Non c’è dubbio che molte aziende siano sottoposte, negli ultimi anni, con una buona frequenza ad eventi catastrofici. O almeno lo sono i loro dipendenti: continui cambi di organizzazioni, sede, riduzione del personale, struttura, … ma in questi termini la resilienza fa pensare più all’atteggiamento di alcuni impiegati di un tempo che, ad ogni cambiamento aziendale, aspettavano che passasse la nuova moda e resistevano, a modo loro.

Più interessante, almeno dal punto di vista aziendale, è la definizione che ne dà Pietro Trabucchi nel suo sito: http://www.pietrotrabucchi.it/paginab.asp?ID=3

 

 
La mia personale definizione del termine è la seguente: la resilienza psicologica è la capacità di persistere nel perseguire obiettivi sfidanti, fronteggiando in maniera efficace le difficoltà e gli altri eventi negativi che si incontreranno sul cammino. Il verbo “persistere” indica l’idea di una motivazione che rimane salda. Di fatto l’individuo resiliente presenta una serie di caratteristiche psicologiche inconfondibili: è un ottimista e tende a “leggere” gli eventi negativi come momentanei e circoscritti; ritiene di possedere un ampio margine di controllo sulla propria vita e sull’ambiente che lo circonda; è fortemente motivato a raggiungere gli obiettivi che si è prefissato; tende a vedere i cambiamenti come una sfida e come un’opportunità, piuttosto che come una minaccia; di fronte a sconfitte e frustrazioni è capace di non perdere comunque la speranza.

Però questa definizione è pericolosamente vicina al pensiero positivo, alla teoria imperante del vedere sempre tutto bello. E poi: come si può insegnare ai dipendenti di un’azienda ad essere ottimisti? O “ad avere un ampio margine di controllo sulla propria vita e sull’ambiente che lo circonda”, magari proprio nel momento in cui l’azienda sta decidendo l’ennesima ristrutturazione che il dipendente deve subire?

No, anche questa non è una strada percorribile.

E che dire dell’eccellenza? Per definizione si tratta di eccellere, superare tutti gli altri, distinguersi dagli altri per eminenti qualità. Anche qui mi viene in mente il vecchio proprietario di azienda che voleva assumere “solo i numeri uno”. Peccato che, poi, una volta assunti, li trattasse come zerbini.

Guidare i dipendenti all’eccellenza significa indurli ad essere i migliori? E in che cosa, poi?

Non c’è il rischio di scatenare una folle competitività interna per eccellere? Non è in contrasto con l’altrettanto famoso team working? E se, in un impeto di competitività, un team fa la guerra ad un altro team e poi, in pochi mesi, in una riorganizzazione, i due team vengono fusi o mischiati? Può in brevissimo tempo il nemico di ieri diventare l’amico di oggi? Secondo me non funziona.

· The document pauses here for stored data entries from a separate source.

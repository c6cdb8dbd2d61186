//! Pure computation engines over the journal model.

pub mod itm;
pub mod position;
pub mod reconcile;

pub use itm::{classify, Itm, ItmColor};
pub use position::{derive, refresh, DerivedState};
pub use reconcile::{
    reconcile, BrokerPosition, LocalPosition, MatchStatus, PositionKey, ReconcileEntry,
    ReconcileOutcome, ReconcileReport, Reconciler,
};
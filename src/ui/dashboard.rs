use eframe::egui::{self, Color32, RichText, ScrollArea, Ui};

use crate::state::AppState;
use crate::ui::{plot, table};

pub const TITLE: &str = "Trekking in Nepal";
const SUBTITLE: &str = "An interactive dashboard exploring trekking routes, difficulty levels, \
                        cost, altitude, and accommodation trends across Nepal.";

const KPI_TITLE_COLOR: Color32 = Color32::from_rgb(0x6b, 0x72, 0x80);
const KPI_VALUE_COLOR: Color32 = Color32::from_rgb(0x11, 0x18, 0x27);

// ---------------------------------------------------------------------------
// Central panel
// ---------------------------------------------------------------------------

/// Title, KPI cards, the four charts and the record table.
pub fn main_area(ui: &mut Ui, state: &AppState) {
    ScrollArea::vertical()
        .auto_shrink([false, false])
        .show(ui, |ui: &mut Ui| {
            ui.heading(RichText::new(TITLE).size(28.0).strong());
            ui.label(SUBTITLE);
            ui.separator();
            ui.add_space(8.0);

            kpi_row(ui, state);
            ui.add_space(16.0);

            ui.columns(2, |cols| {
                section(&mut cols[0], "Treks by Trip Grade", |ui| {
                    plot::grade_count_chart(ui, state)
                });
                section(&mut cols[1], "Cost vs Duration", |ui| {
                    plot::cost_vs_days_chart(ui, state)
                });
            });
            ui.columns(2, |cols| {
                section(&mut cols[0], "Maximum Altitude by Trip Grade", |ui| {
                    plot::altitude_by_grade_chart(ui, state)
                });
                section(&mut cols[1], "Cost by Accommodation Type", |ui| {
                    plot::cost_by_accommodation_chart(ui, state)
                });
            });

            egui::CollapsingHeader::new(RichText::new("Filtered treks").strong())
                .default_open(false)
                .show(ui, |ui: &mut Ui| table::record_table(ui, state));
        });
}

// ---------------------------------------------------------------------------
// KPI cards
// ---------------------------------------------------------------------------

fn kpi_row(ui: &mut Ui, state: &AppState) {
    let summary = &state.summary;
    ui.columns(3, |cols| {
        kpi_card(&mut cols[0], "Total Treks", &summary.count_label());
        kpi_card(&mut cols[1], "Average Cost (USD)", &summary.mean_cost_label());
        kpi_card(&mut cols[2], "Average Duration (Days)", &summary.mean_days_label());
    });
}

fn kpi_card(ui: &mut Ui, title: &str, value: &str) {
    card(ui, |ui: &mut Ui| {
        ui.vertical_centered(|ui: &mut Ui| {
            ui.label(
                RichText::new(title.to_uppercase())
                    .size(14.0)
                    .color(KPI_TITLE_COLOR),
            );
            ui.label(
                RichText::new(value)
                    .size(32.0)
                    .strong()
                    .color(KPI_VALUE_COLOR),
            );
        });
    });
}

/// Titled white card holding one chart.
fn section(ui: &mut Ui, title: &str, body: impl FnOnce(&mut Ui)) {
    card(ui, |ui: &mut Ui| {
        ui.label(RichText::new(title).size(18.0).strong());
        body(ui);
    });
    ui.add_space(16.0);
}

fn card(ui: &mut Ui, body: impl FnOnce(&mut Ui)) {
    egui::Frame::group(ui.style())
        .fill(Color32::WHITE)
        .show(ui, |ui: &mut Ui| {
            ui.set_width(ui.available_width());
            body(ui);
        });
}
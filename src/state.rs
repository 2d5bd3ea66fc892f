use crate::color::CategoryColors;
use crate::data::filter::{FilterState, filtered_indices};
use crate::data::model::{Accommodation, TrekDataset, TripGrade};
use crate::data::summary::Summary;

// ---------------------------------------------------------------------------
// Application state
// ---------------------------------------------------------------------------

/// The full UI state, independent of rendering.
///
/// Every mutation of `filters` goes through a method that calls
/// [`AppState::refilter`], so `visible_indices` and `summary` always describe
/// the current selection.
pub struct AppState {
    /// Loaded dataset.
    pub dataset: TrekDataset,

    /// Sidebar selections.
    pub filters: FilterState,

    /// Indices of records passing the current filters (cached).
    pub visible_indices: Vec<usize>,

    /// KPI values for `visible_indices` (cached).
    pub summary: Summary,

    /// Colours for grades and accommodation types.
    pub colors: CategoryColors,

    /// Status / error message shown in the UI.
    pub status_message: Option<String>,
}

impl AppState {
    pub fn new(dataset: TrekDataset) -> Self {
        let mut state = AppState {
            dataset: TrekDataset::default(),
            filters: FilterState::default(),
            visible_indices: Vec::new(),
            summary: Summary::default(),
            colors: CategoryColors::default(),
            status_message: None,
        };
        state.set_dataset(dataset);
        state
    }

    /// Ingest a newly loaded dataset and reset filters to "everything".
    pub fn set_dataset(&mut self, dataset: TrekDataset) {
        self.filters = FilterState::for_dataset(&dataset);
        self.dataset = dataset;
        self.status_message = None;
        self.refilter();
    }

    /// Recompute `visible_indices` and `summary` after a filter change.
    pub fn refilter(&mut self) {
        self.visible_indices = filtered_indices(&self.dataset, &self.filters);
        self.summary = Summary::compute(&self.dataset, &self.visible_indices);
    }

    /// Toggle a single grade in the grade filter.
    pub fn toggle_grade(&mut self, grade: Option<TripGrade>) {
        if !self.filters.grades.remove(&grade) {
            self.filters.grades.insert(grade);
        }
        self.refilter();
    }

    /// Toggle a single accommodation type in the accommodation filter.
    pub fn toggle_accommodation(&mut self, acc: Option<Accommodation>) {
        if !self.filters.accommodations.remove(&acc) {
            self.filters.accommodations.insert(acc);
        }
        self.refilter();
    }

    pub fn select_all_grades(&mut self, all: bool) {
        self.filters.grades = if all {
            self.dataset.grades.clone()
        } else {
            Default::default()
        };
        self.refilter();
    }

    pub fn select_all_accommodations(&mut self, all: bool) {
        self.filters.accommodations = if all {
            self.dataset.accommodations.clone()
        } else {
            Default::default()
        };
        self.refilter();
    }

    /// Set the cost window. Bounds are clamped to the dataset's observed
    /// range and the lower bound never exceeds the upper. A value within
    /// [`COST_SNAP_USD`] of an end of the range lands exactly on it.
    pub fn set_cost_range(&mut self, lo: f64, hi: f64) {
        let (min, max) = self.dataset.cost_bounds.unwrap_or((0.0, 0.0));
        let lo = snap_to_bounds(lo.clamp(min, max), min, max);
        let hi = snap_to_bounds(hi.clamp(lo, max), min, max);
        self.filters.cost_range = (lo, hi);
        self.refilter();
    }

    /// Restore the full observed cost span.
    pub fn reset_cost_range(&mut self) {
        self.filters.cost_range = self.dataset.cost_bounds.unwrap_or((0.0, 0.0));
        self.refilter();
    }
}

/// Slider values closer than this to an end of the cost span snap onto it.
pub const COST_SNAP_USD: f64 = 0.5;

fn snap_to_bounds(value: f64, min: f64, max: f64) -> f64 {
    if (value - min).abs() < COST_SNAP_USD {
        min
    } else if (max - value).abs() < COST_SNAP_USD {
        max
    } else {
        value
    }
}

#[cfg(test)]
mod tests {
    use super::*;
    use crate::data::loader::load_csv;

    const CSV: &str = "\
Trek,Cost (USD),Time,Trip Grade,Max Altitude,Accomodation
Everest Base Camp,\"USD 1,400\",14 Days,Moderate,5364m,Hotel/Teahouses
Poon Hill,$600,5 Days,Easy,3210m,Hotel/Guesthouses
Manaslu Circuit,\"2,100\",16 Days,Strenuous,5106m,Hotel/Lodges
Langtang,900,8 Days,Trekking Peak,4984m,Hotel/Teahouse
";

    fn state() -> AppState {
        AppState::new(load_csv(CSV.as_bytes()).unwrap())
    }

    #[test]
    fn test_new_state_shows_everything() {
        let s = state();
        assert_eq!(s.visible_indices, vec![0, 1, 2, 3]);
        assert_eq!(s.summary.count, 4);
        assert_eq!(s.filters.cost_range, (600.0, 2100.0));
    }

    #[test]
    fn test_toggle_grade_refilters() {
        let mut s = state();
        s.toggle_grade(Some(TripGrade::Easy));
        assert_eq!(s.visible_indices, vec![0, 2, 3]);
        s.toggle_grade(None);
        assert_eq!(s.visible_indices, vec![0, 2]);
        s.toggle_grade(Some(TripGrade::Easy));
        assert_eq!(s.visible_indices, vec![0, 1, 2]);
        assert_eq!(s.summary.count, 3);
    }

    #[test]
    fn test_select_none_gives_placeholder_kpis() {
        let mut s = state();
        s.select_all_accommodations(false);
        assert!(s.visible_indices.is_empty());
        assert_eq!(s.summary.mean_cost_label(), "N/A");
        s.select_all_accommodations(true);
        assert_eq!(s.visible_indices.len(), 4);
    }

    #[test]
    fn test_cost_range_is_clamped() {
        let mut s = state();
        s.set_cost_range(1000.0, 500.0);
        assert_eq!(s.filters.cost_range, (1000.0, 1000.0));
        assert!(s.visible_indices.is_empty());

        s.set_cost_range(0.0, 1500.0);
        assert_eq!(s.filters.cost_range, (600.0, 1500.0));
        assert_eq!(s.visible_indices, vec![0, 1, 3]);

        s.reset_cost_range();
        assert_eq!(s.visible_indices.len(), 4);
    }

    #[test]
    fn test_fractional_cost_bounds_stay_reachable() {
        let csv = "\
Trek,Cost (USD),Time,Trip Grade,Max Altitude,Accomodation
Poon Hill,650.50,5 Days,Easy,3210m,Hotel/Guesthouses
Langtang,900,8 Days,Moderate,4984m,Hotel/Teahouse
Manaslu Circuit,\"2,100.75\",16 Days,Strenuous,5106m,Hotel/Lodges
";
        let mut s = AppState::new(load_csv(csv.as_bytes()).unwrap());
        assert_eq!(s.filters.cost_range, (650.5, 2100.75));

        s.set_cost_range(650.5, 2100.75);
        assert_eq!(s.visible_indices, vec![0, 1, 2]);

        // Slider positions just inside the ends keep the end rows.
        s.set_cost_range(650.8, 2100.4);
        assert_eq!(s.filters.cost_range, (650.5, 2100.75));
        assert_eq!(s.visible_indices, vec![0, 1, 2]);

        s.set_cost_range(700.0, 2000.0);
        assert_eq!(s.visible_indices, vec![1]);
    }

    #[test]
    fn test_set_dataset_resets_filters() {
        let mut s = state();
        s.select_all_grades(false);
        s.status_message = Some("Error: boom".into());
        s.set_dataset(load_csv(CSV.as_bytes()).unwrap());
        assert_eq!(s.visible_indices.len(), 4);
        assert!(s.status_message.is_none());
    }
}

Ed eccomi da capo. E ora provo ad affrontare la questione in una diversa prospettiva. Credetemi, so bene che ci sono molti corsi decisamente validi, tenuti da formatori esperti, su questi argomenti, e presumibilmente ne consiglierò anche all’azienda, ma ora devo trovare qualche input veloce, che possa inserirsi in un percorso di tutt’altro genere.

Se l’azienda desidera implementare eccellenza e resilienza, se queste sono due qualità fortemente desiderate, posso trovare qualche elemento in comune tra le due, utile per trasmettere i concetti e alcune soluzioni pratiche?

Secondo me sì.

E il collegamento lo trovo in una delle mie frasi preferite, letta anche recentemente in un libro di Otto Scharmer: “Ciò che conta, nella vita, non è ciò che accade o le esperienze che fai, ma cosa impari da ciò che accade e come usi le esperienze che fai”.

Se sai, profondamente, che da ogni esperienza puoi imparare, affronti con spirito diverso ciò che accade, soprattutto le esperienze negative. E questa è una forma di resilienza. E se continui, costantemente, a crescere, imparare, migliorare, entri nella logica di un’eccellenza che non consiste in una competizione con gli altri, ma solo una quotidiana competizione con te stesso.

E, ciò che per me è una ciliegina sulla torta, per imparare ogni giorno, metabolizzare ogni esperienza, il percorso è strettamente collegato a quel Viaggio dell’eroe che tanto amo. E questo sì, si può imparare e insegnare.